Winter driving preparation – top tips and driving myths AD

There is a definite chill in the air and with quite a few weekends on the road ahead of me I am already thinking about preparing my car for winter driving. Just this weekend I replaced my rear wiper and installed new LED headlights but that is not all the winter preparation that I need to do. ATS challenged me to conduct some research as part of the ATS Euromaster Winter Driving Myth Challenge. I asked friends and family to take a look at some common misconceptions regarding winter driving whether they thought some statements were true or false and I have to say I was pretty amazed at some of the responses.

Check your tyres

Did you know that the amount of road traffic accidents increases by 20% during the winter? One of the main reasons for this is due to tyre health. Driving on underinflated tyres or ones without enough grip can be very dangerous in icy or wet weather and mean that you can lose control of your car. Ensuring that you have tyres that are appropriate for the weather and that they have enough grip will make a huge difference. Winter tyres are ideal for snow and ice as they have an enhanced grip. One of the questions I asked was True or False, you can mix winter tyres with summer or all-season ones for the best effect. No one fell for that one and everyone marked it as False. It is definitely not a good idea. Another myth that is easily dispelled is the fact that you should add extra weight to improve traction. This is wrong, in fact in front-wheel-drive cars too much weight in the boot can have the opposite effect.

Be prepared to de-ice your car

Having everything you need to de-ice your car in your boot means that you will be prepared no matter where you are. I always keep a scraper and a bottle of de-icer in the car as well as a sponge to demist the windows if needed. One thing you should never do is use hot water to de-ice your car, this is a widely believed myth and it can cause your windscreen to crack, a lot of people still do this one and thought it was ok. Did you know that you can be fined for leaving the engine running while you’re defrosting your car? No, over 80% of the people I asked didn’t either and neither did I. You should never leave your engine running whilst stationary and if you get out of your car and it gets stolen whilst it is running your insurance probably won’t pay out either. You also don’t need to warm up your engine before you start driving in the cold which did catch out some of the older drivers who answered my questions. This is because modern cars are built so this is not required.

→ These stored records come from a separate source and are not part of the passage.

//! # Offline Sync Engine
//!
//! Runs the four sync phases against one server, strictly in order:
//!
//! 1. [`ReportOfflineActions`](SyncPhase::ReportOfflineActions)
//! 2. [`Reconcile`](SyncPhase::Reconcile) without access propagation
//! 3. [`FetchNewContent`](SyncPhase::FetchNewContent)
//! 4. [`ReconcileWithAccess`](SyncPhase::ReconcileWithAccess)
//!
//! A phase starts only after the previous one succeeded; the first phase
//! error aborts the run and becomes the result of [`OfflineSyncEngine::sync`].
//! Progress is published on the [`EventBus`] and per-item detail goes to the
//! log stream.
//!
//! ## Usage
//!
//! ```ignore
//! use core_offline_sync::{OfflineSyncEngine, SyncConfig};
//! use bridge_traits::ServerTarget;
//!
//! let engine = OfflineSyncEngine::from_core_config(&core_config, SyncConfig::default())?;
//! let mut events = engine.subscribe();
//!
//! engine
//!     .sync(&ServerTarget::new("server-1").with_offline_user("user-1"))
//!     .await?;
//! ```

use crate::action_reporter::OfflineActionReporter;
use crate::fetcher::{ContentFetcher, MissingStreamPolicy};
use crate::reconciler::DataReconciler;
use crate::run::{SyncRunId, SyncRunStats};
use crate::{Result, SyncError};
use bridge_traits::{Clock, MediaServerClient, OfflineStore, ServerTarget};
use core_runtime::config::CoreConfig;
use core_runtime::events::{CoreEvent, EventBus, SyncEvent, SyncPhase};
use serde::{Deserialize, Serialize};
use std::collections::HashSet;
use std::sync::{Arc, Mutex, PoisonError};
use std::time::Duration;
use tokio::sync::broadcast::Receiver;
use tracing::{error, field, info, instrument, warn, Span};

/// Configuration for offline sync runs
#[derive(Debug, Clone, PartialEq, Eq, Serialize, Deserialize)]
#[serde(default)]
pub struct SyncConfig {
    /// Timeout for an entire sync run (seconds)
    pub sync_timeout_secs: u64,

    /// Timeout for each media, image or subtitle download (seconds)
    pub download_timeout_secs: u64,

    /// Handling of subtitle files with no matching stream
    pub missing_subtitle_stream: MissingStreamPolicy,
}

impl Default for SyncConfig {
    fn default() -> Self {
        Self {
            sync_timeout_secs: 3600, // 1 hour
            download_timeout_secs: 300,
            missing_subtitle_stream: MissingStreamPolicy::default(),
        }
    }
}

impl SyncConfig {
    pub fn validate(&self) -> Result<()> {
        if self.sync_timeout_secs == 0 {
            return Err(SyncError::InvalidConfig(
                "sync_timeout_secs must be greater than 0".to_string(),
            ));
        }

        if self.download_timeout_secs == 0 {
            return Err(SyncError::InvalidConfig(
                "download_timeout_secs must be greater than 0".to_string(),
            ));
        }

        Ok(())
    }
}

type ActiveSyncs = Arc<Mutex<HashSet<String>>>;

/// Marks a server as being synced until dropped.
///
/// Released on every exit path, including a timed out or abandoned run.
struct RunGuard {
    active_syncs: ActiveSyncs,
    server_id: String,
}

impl RunGuard {
    fn acquire(active_syncs: &ActiveSyncs, server_id: &str) -> Result<Self> {
        let mut active = active_syncs.lock().unwrap_or_else(PoisonError::into_inner);
        if !active.insert(server_id.to_string()) {
            return Err(SyncError::SyncInProgress {
                server_id: server_id.to_string(),
            });
        }

        Ok(Self {
            active_syncs: Arc::clone(active_syncs),
            server_id: server_id.to_string(),
        })
    }
}

impl Drop for RunGuard {
    fn drop(&mut self) {
        self.active_syncs
            .lock()
            .unwrap_or_else(PoisonError::into_inner)
            .remove(&self.server_id);
    }
}

/// Tags a phase error with the phase it came from.
fn in_phase(phase: SyncPhase) -> impl FnOnce(SyncError) -> (Option<SyncPhase>, SyncError) {
    move |e| (Some(phase), e)
}

pub struct OfflineSyncEngine {
    config: SyncConfig,
    reporter: OfflineActionReporter,
    reconciler: DataReconciler,
    fetcher: ContentFetcher,
    event_bus: EventBus,
    clock: Arc<dyn Clock>,
    active_syncs: ActiveSyncs,
}

impl OfflineSyncEngine {
    pub fn new(
        config: SyncConfig,
        client: Arc<dyn MediaServerClient>,
        store: Arc<dyn OfflineStore>,
        event_bus: EventBus,
        clock: Arc<dyn Clock>,
    ) -> Result<Self> {
        config.validate()?;

        let fetcher = ContentFetcher::new(
            Arc::clone(&client),
            Arc::clone(&store),
            Duration::from_secs(config.download_timeout_secs),
            config.missing_subtitle_stream,
        );

        Ok(Self {
            reporter: OfflineActionReporter::new(Arc::clone(&client), Arc::clone(&store)),
            reconciler: DataReconciler::new(client, store),
            fetcher,
            config,
            event_bus,
            clock,
            active_syncs: Arc::new(Mutex::new(HashSet::new())),
        })
    }

    /// Build an engine from the host's core configuration.
    pub fn from_core_config(core: &CoreConfig, config: SyncConfig) -> Result<Self> {
        Self::new(
            config,
            Arc::clone(&core.media_server),
            Arc::clone(&core.offline_store),
            EventBus::new(core.event_buffer_size),
            Arc::clone(&core.clock),
        )
    }

    pub fn config(&self) -> &SyncConfig {
        &self.config
    }

    pub fn event_bus(&self) -> &EventBus {
        &self.event_bus
    }

    pub fn subscribe(&self) -> Receiver<CoreEvent> {
        self.event_bus.subscribe()
    }

    pub fn is_sync_active(&self, server_id: &str) -> bool {
        self.active_syncs
            .lock()
            .unwrap_or_else(PoisonError::into_inner)
            .contains(server_id)
    }

    /// Run a full offline sync against `target`.
    ///
    /// # Errors
    ///
    /// - [`SyncError::SyncInProgress`] if this engine is already syncing the server
    /// - [`SyncError::Timeout`] if the run exceeds `sync_timeout_secs`
    /// - the first phase-level error otherwise
    #[instrument(skip(self, target), fields(server_id = %target.server_id, run_id = field::Empty))]
    pub async fn sync(&self, target: &ServerTarget) -> Result<()> {
        let _guard = RunGuard::acquire(&self.active_syncs, &target.server_id)?;

        let run_id = SyncRunId::new();
        Span::current().record("run_id", field::display(run_id));

        let started_at = self.clock.now();
        info!("Starting offline sync");
        self.emit(SyncEvent::Started {
            run_id: run_id.to_string(),
            server_id: target.server_id.clone(),
        });

        let limit = Duration::from_secs(self.config.sync_timeout_secs);
        let outcome = match tokio::time::timeout(limit, self.run_phases(run_id, target)).await {
            Ok(outcome) => outcome,
            Err(_) => Err((
                None,
                SyncError::Timeout {
                    operation: "offline sync".to_string(),
                    seconds: self.config.sync_timeout_secs,
                },
            )),
        };

        match outcome {
            Ok(stats) => {
                let duration_secs = (self.clock.now() - started_at).num_seconds().max(0) as u64;
                info!(
                    actions_reported = stats.actions_reported,
                    items_removed = stats.items_removed,
                    removal_failures = stats.removal_failures,
                    access_lists_updated = stats.access_lists_updated,
                    access_failures = stats.access_failures,
                    items_transferred = stats.items_transferred,
                    items_failed = stats.items_failed,
                    duration_secs,
                    "Offline sync completed"
                );
                self.emit(SyncEvent::Completed {
                    run_id: run_id.to_string(),
                    server_id: target.server_id.clone(),
                    actions_reported: stats.actions_reported,
                    items_removed: stats.items_removed,
                    access_lists_updated: stats.access_lists_updated,
                    items_transferred: stats.items_transferred,
                    items_failed: stats.items_failed,
                    duration_secs,
                });
                Ok(())
            }
            Err((phase, e)) => {
                error!(phase = ?phase, error = %e, "Offline sync failed");
                self.emit(SyncEvent::Failed {
                    run_id: run_id.to_string(),
                    server_id: target.server_id.clone(),
                    phase,
                    message: e.to_string(),
                });
                Err(e)
            }
        }
    }

    async fn run_phases(
        &self,
        run_id: SyncRunId,
        target: &ServerTarget,
    ) -> std::result::Result<SyncRunStats, (Option<SyncPhase>, SyncError)> {
        let mut stats = SyncRunStats::default();

        let reported = self
            .reporter
            .report_offline_actions(target)
            .await
            .map_err(in_phase(SyncPhase::ReportOfflineActions))?;
        stats.actions_reported = reported as u64;
        self.phase_completed(run_id, target, SyncPhase::ReportOfflineActions);

        let summary = self
            .reconciler
            .reconcile(target, false)
            .await
            .map_err(in_phase(SyncPhase::Reconcile))?;
        stats.record_reconcile(summary);
        self.phase_completed(run_id, target, SyncPhase::Reconcile);

        let summary = self
            .fetcher
            .fetch_new_content(target)
            .await
            .map_err(in_phase(SyncPhase::FetchNewContent))?;
        stats.record_fetch(summary);
        self.phase_completed(run_id, target, SyncPhase::FetchNewContent);

        let summary = self
            .reconciler
            .reconcile(target, true)
            .await
            .map_err(in_phase(SyncPhase::ReconcileWithAccess))?;
        stats.record_reconcile(summary);
        self.phase_completed(run_id, target, SyncPhase::ReconcileWithAccess);

        Ok(stats)
    }

    fn phase_completed(&self, run_id: SyncRunId, target: &ServerTarget, phase: SyncPhase) {
        info!(phase = %phase, "Sync phase completed");
        self.emit(SyncEvent::PhaseCompleted {
            run_id: run_id.to_string(),
            server_id: target.server_id.clone(),
            phase,
        });
    }

    fn emit(&self, event: SyncEvent) {
        if self.event_bus.subscriber_count() == 0 {
            return;
        }
        if let Err(e) = self.event_bus.emit(CoreEvent::Sync(event)) {
            warn!(error = %e, "Failed to publish sync event");
        }
    }
}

winter driving, row of cars covered in snow and it is snowing

Plan for a winter breakdown

Ok, I know this may seem a little odd but believe me, you will be happy that you prepared in advance. Not only do you want to make sure you have suitable breakdown cover, but you should also pop a winter emergency kit in the car. Sadly, it is not a legal requirement to have one, but it will make a huge difference if you need it. This should include blankets, warm clothes, and waterproof coats, a small shovel, torch, phone charger, non-perishable snacks, and bottles of water. My kit also includes high visibility vests for us all and our tyre inflator just in case we get a slow puncture so I can get us to the nearest garage or services without having to wait in the cold by the side of the road. These kits are also really useful, especially when travelling as a family or if you end up stuck on the motorway due to an accident.

Check your car is ready for winter driving

There are some easy checks that you can do on your car that will make winter driving a lot easier. Topping up your windscreen wash, checking your oil levels, ensuring your windscreen wipers are in good working order and that all of your headlights are working are easy things to do at home that will help keep your car safe on the road. For me, headlights are really important especially in the winter when I am driving in the dark more frequently. The bulbs we had previously were not bright enough to make me feel safe when driving on an unlit motorway, yet I also didn’t want to dazzle oncoming drivers. Winter is also the time of fog and snow and knowing how to use your lights during these conditions is really important. One of the common winter driving misconceptions is that you should be driving with more lights on when it is snowing but that is false. Over 70% of the people I asked thought that high beams or fog lights would help when it is snowing. If you are driving when the visibility is reduced due to snow extra lights will not help and instead, you should use dipped headlights, drive at a slower steady speed and keep your distance from the car in front as braking distances will be greatly increased.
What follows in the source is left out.